__INSTRUCTIONS FOR THE TASK__:
Your reply should consist of the listing, copied exactly.

__GIVEN DATA__:

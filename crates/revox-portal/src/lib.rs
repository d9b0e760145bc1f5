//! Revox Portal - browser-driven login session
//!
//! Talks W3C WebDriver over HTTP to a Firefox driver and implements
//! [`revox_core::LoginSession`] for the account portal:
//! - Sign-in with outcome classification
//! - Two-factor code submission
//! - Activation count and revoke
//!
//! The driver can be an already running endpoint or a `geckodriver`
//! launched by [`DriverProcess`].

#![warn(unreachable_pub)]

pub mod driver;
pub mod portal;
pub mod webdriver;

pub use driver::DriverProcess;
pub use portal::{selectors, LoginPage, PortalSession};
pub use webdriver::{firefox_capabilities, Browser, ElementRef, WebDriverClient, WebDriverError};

__OUTPUT OF THE TASK__:
filename crates/revox-portal/src/lib.rs
repository d9b0e760145bc1f5
//! Revox Portal - browser-driven login session
//!
//! Talks W3C WebDriver over HTTP to a Firefox driver and implements
//! [`revox_core::LoginSession`] for the account portal:
//! - Sign-in with outcome classification
//! - Two-factor code submission
//! - Activation count and revoke
//!
//! The driver can be an already running endpoint or a `geckodriver`
//! launched by [`DriverProcess`].

#![warn(unreachable_pub)]

pub mod driver;
pub mod portal;
pub mod webdriver;

pub use driver::DriverProcess;
pub use portal::{selectors, LoginPage, PortalSession};
pub use webdriver::{firefox_capabilities, Browser, ElementRef, WebDriverClient, WebDriverError};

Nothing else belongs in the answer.